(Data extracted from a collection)

--- START ---

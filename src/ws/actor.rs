use axum::extract::ws::{CloseFrame, Message, WebSocket};
use futures_util::{SinkExt, StreamExt};
use std::time::Duration;
use tokio::sync::mpsc;
use tokio::time::{interval, timeout};

use crate::presence::ConnectionHandle;
use crate::state::AppState;

/// Ping interval: server sends WebSocket ping every 30 seconds.
/// Prevents presence leaks from abrupt disconnects.
const PING_INTERVAL: Duration = Duration::from_secs(30);

/// Pong timeout: if pong not received within 10 seconds after ping, close.
const PONG_TIMEOUT: Duration = Duration::from_secs(10);

/// Run the actor-per-connection pattern for a WebSocket.
///
/// Splits the WebSocket into reader and writer halves:
/// - Writer task: owns the sink, forwards messages from an mpsc channel
/// - Reader task: drains inbound frames and answers pings
///
/// The mpsc sender registered in the presence registry is how the fanout
/// dispatcher pushes events to this client.
pub async fn run_connection(socket: WebSocket, state: AppState, user_id: String) {
    let (ws_sender, mut ws_receiver) = socket.split();
    let (tx, rx) = mpsc::unbounded_channel::<Message>();

    let handle = ConnectionHandle::new(tx.clone());
    let conn_id = handle.id;
    state.presence.join(&user_id, handle);

    tracing::info!(user_id = %user_id, conn_id = %conn_id, "WebSocket connection opened");

    // Writer task: forwards mpsc messages to the WebSocket sink
    let writer_handle = tokio::spawn(writer_task(ws_sender, rx));

    // Track pong reception
    let (pong_tx, mut pong_rx) = mpsc::unbounded_channel::<()>();

    // Ping task: periodic pings, close on missed pong
    let ping_tx = tx.clone();
    let ping_handle = tokio::spawn(async move {
        let mut ping_timer = interval(PING_INTERVAL);
        // Skip the first immediate tick
        ping_timer.tick().await;

        loop {
            ping_timer.tick().await;

            if ping_tx.send(Message::Ping(vec![1, 2, 3, 4].into())).is_err() {
                // Writer task has died — connection is gone
                break;
            }

            match timeout(PONG_TIMEOUT, pong_rx.recv()).await {
                Ok(Some(())) => {}
                _ => {
                    tracing::warn!("Pong timeout, closing connection");
                    let _ = ping_tx.send(Message::Close(Some(CloseFrame {
                        code: 1001,
                        reason: "Pong timeout".into(),
                    })));
                    break;
                }
            }
        }
    });

    // Reader loop: all writes arrive over REST, so inbound frames are
    // only keepalive traffic and the close handshake.
    loop {
        match ws_receiver.next().await {
            Some(Ok(msg)) => match msg {
                Message::Text(text) => {
                    tracing::debug!(
                        user_id = %user_id,
                        "Ignoring inbound text frame: {}",
                        text.chars().take(100).collect::<String>()
                    );
                }
                Message::Binary(_) => {
                    tracing::debug!(user_id = %user_id, "Ignoring inbound binary frame");
                }
                Message::Pong(_) => {
                    let _ = pong_tx.send(());
                }
                Message::Ping(data) => {
                    let _ = tx.send(Message::Pong(data));
                }
                Message::Close(frame) => {
                    tracing::info!(
                        user_id = %user_id,
                        reason = ?frame,
                        "Client initiated close"
                    );
                    break;
                }
            },
            Some(Err(e)) => {
                tracing::warn!(
                    user_id = %user_id,
                    error = %e,
                    "WebSocket receive error"
                );
                break;
            }
            None => {
                tracing::info!(user_id = %user_id, "WebSocket stream ended");
                break;
            }
        }
    }

    // Cleanup: abort helper tasks and drop presence. leave() is keyed by
    // connection id, so a reconnect that already replaced this entry is
    // left untouched.
    writer_handle.abort();
    ping_handle.abort();
    state.presence.leave(conn_id);

    tracing::info!(user_id = %user_id, conn_id = %conn_id, "WebSocket connection closed");
}

/// Writer task: receives messages from the mpsc channel and forwards them
/// to the WebSocket sink.
async fn writer_task(
    mut ws_sender: futures_util::stream::SplitSink<WebSocket, Message>,
    mut rx: mpsc::UnboundedReceiver<Message>,
) {
    while let Some(msg) = rx.recv().await {
        if ws_sender.send(msg).await.is_err() {
            // WebSocket send failed — connection is broken
            break;
        }
    }
}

--- END ---

The answer must consist of every line in the records above that contains the word "crate".

use crate::presence::ConnectionHandle;
use crate::state::AppState;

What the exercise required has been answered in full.